Deadline for manuscript submissions: 30 June 2020.

Special Issue Editor

Dr. Igor Velkavrh
E-Mail Website
Guest Editor
V-Research GmbH, Industrial Research and Development, Stadtstrasse 33, 6850 Dornbirn, Austria
Interests: tribology; surface engineering; mechanical engineering; solid state physics; materials science; experimental modelling; material characterization; microstructure; mechanical properties; mechanical testing; surface characterization; advanced materials; metallurgical engineering

Special Issue Information

Dear Colleagues,

Welding is one of the most important joining techniques for metal constructions and various mechanical applications. Since the microstructure and properties of the heat-affected zone (HAZ) determine the quality of the joint, they have been a matter of interest to material scientists, metallurgists, and mechanical engineers for many decades already, resulting in a comprehensive knowledge base on this topic. As with the development of new materials and welding techniques, novel possibilities have arisen, and at the same time advanced analytical tools have enabled deeper insights into these structures; the study of their properties is today as relevant as ever.

This Special Issue on “Microstructure and Properties of Metallic Heat-Affected Zones” intends to collect the last developments in the field, written by researchers who have contributed significantly to development and characterization of the microstructure and the properties of metallic heat-affected zones.

Topics addressed in this Special Issue may include but are not limited to the following:

Material properties;

Microstructure properties;

Metallurgical characterization;

Mechanical testing;

Numerical simulations;

Industrial applications.

Dr. Igor Velkavrh
Guest Editor

Manuscript Submission Information

Manuscripts should be submitted online at www.mdpi.com by registering and logging in to this website. Once you are registered, click here to go to the submission form. Manuscripts can be submitted until the deadline. All papers will be peer-reviewed. Accepted papers will be published continuously in the journal (as soon as accepted) and will be listed together on the special issue website. Research articles, review articles as well as short communications are invited. For planned papers, a title and short abstract (about 100 words) can be sent to the Editorial Office for announcement on this website.

Submitted manuscripts should not have been published previously, nor be under consideration for publication elsewhere (except conference proceedings papers).
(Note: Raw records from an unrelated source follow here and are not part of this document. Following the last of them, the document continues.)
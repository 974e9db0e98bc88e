use std::{
    collections::HashMap,
    time::{SystemTime, UNIX_EPOCH},
};

use super::*;

fn temp_settings_file(contents: &str) -> PathBuf {
    let stamp = SystemTime::now()
        .duration_since(UNIX_EPOCH)
        .expect("clock after epoch")
        .as_nanos();
    let path = std::env::temp_dir().join(format!("appointments-settings-{stamp}.toml"));
    fs::write(&path, contents).expect("write settings file");
    path
}

fn env(pairs: &[(&str, &str)]) -> impl Fn(&str) -> Option<String> {
    let vars: HashMap<String, String> = pairs
        .iter()
        .map(|(key, value)| (key.to_string(), value.to_string()))
        .collect();
    move |key| vars.get(key).cloned()
}

#[test]
fn defaults_point_at_local_backend() {
    let settings = ClientSettings::default();

    assert_eq!(settings.api_base_url, "http://127.0.0.1:8000/api/");
    assert_eq!(settings.auth_token, None);
    assert_eq!(settings.request_timeout(), Duration::from_secs(15));
    assert_eq!(
        settings.catalog_retry(),
        RetryPolicy {
            attempts: 1,
            delay: Duration::from_millis(500),
        }
    );
    assert_eq!(settings.log_filter, "info");
}

#[test]
fn partial_file_keeps_remaining_defaults() {
    let path = temp_settings_file(
        r#"
api_base_url = "https://salon.example/api"
catalog_retry_attempts = 3
"#,
    );

    let settings = read_settings_file(&path).expect("settings parse");
    let _ = fs::remove_file(&path);

    assert_eq!(settings.api_base_url, "https://salon.example/api");
    assert_eq!(settings.catalog_retry().attempts, 3);
    assert_eq!(settings.request_timeout_secs, 15);
    assert_eq!(settings.log_filter, "info");
}

#[test]
fn env_overrides_win_over_file_values() {
    let mut settings = ClientSettings {
        api_base_url: "https://from-file.example/api/".into(),
        ..ClientSettings::default()
    };

    apply_env_overrides(
        &mut settings,
        env(&[
            ("APP__API_BASE_URL", "https://from-env.example/api/"),
            ("APP__AUTH_TOKEN", "secret"),
            ("APP__REQUEST_TIMEOUT_SECS", "30"),
            ("APP__LOG_FILTER", "booking_client=debug"),
        ]),
    );

    assert_eq!(settings.api_base_url, "https://from-env.example/api/");
    assert_eq!(settings.auth_token.as_deref(), Some("secret"));
    assert_eq!(settings.request_timeout_secs, 30);
    assert_eq!(settings.log_filter, "booking_client=debug");
}

#[test]
fn unparsable_numeric_overrides_are_ignored() {
    let mut settings = ClientSettings::default();

    apply_env_overrides(
        &mut settings,
        env(&[
            ("APP__REQUEST_TIMEOUT_SECS", "soon"),
            ("APP__CATALOG_RETRY_ATTEMPTS", "-2"),
            ("APP__CATALOG_RETRY_DELAY_MS", "250"),
        ]),
    );

    assert_eq!(settings.request_timeout_secs, 15);
    assert_eq!(settings.catalog_retry_attempts, 1);
    assert_eq!(settings.catalog_retry_delay_ms, 250);
}

#[test]
fn zero_retry_attempts_still_try_once() {
    let settings = ClientSettings {
        catalog_retry_attempts: 0,
        ..ClientSettings::default()
    };

    assert_eq!(settings.catalog_retry().attempts, 1);
}

#[test]
fn malformed_file_reports_parse_error() {
    let path = temp_settings_file("request_timeout_secs = \"fifteen\"\n");

    let result = read_settings_file(&path);
    let _ = fs::remove_file(&path);

    assert!(matches!(result, Err(SettingsError::Parse { .. })));
}

#[test]
fn missing_explicit_file_reports_read_error() {
    let path = std::env::temp_dir().join("appointments-settings-does-not-exist.toml");

    let result = load_settings(Some(&path));

    assert!(matches!(result, Err(SettingsError::Read { .. })));
}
All manuscripts are thoroughly refereed through a single-blind peer-review process. A guide for authors and other relevant information for submission of manuscripts is available on the Instructions for Authors page. Metals is an international peer-reviewed open access monthly journal published by MDPI.

Please visit the Instructions for Authors page before submitting a manuscript. The Article Processing Charge (APC) for publication in this open access journal is 1600 CHF (Swiss Francs). Submitted papers should be well formatted and use good English. Authors may use MDPI's English editing service prior to publication or during author revisions.

Keywords

  • Heat-affected zone (HAZ)
  • Microstructure properties
  • Mechanical properties
  • Impact toughness
  • Fracture behavior
  • Fatigue behavior
  • Creep behavior
  • Tribological properties
  • Numerical prediction
  • Corrosion resistance

Published Papers (5 papers)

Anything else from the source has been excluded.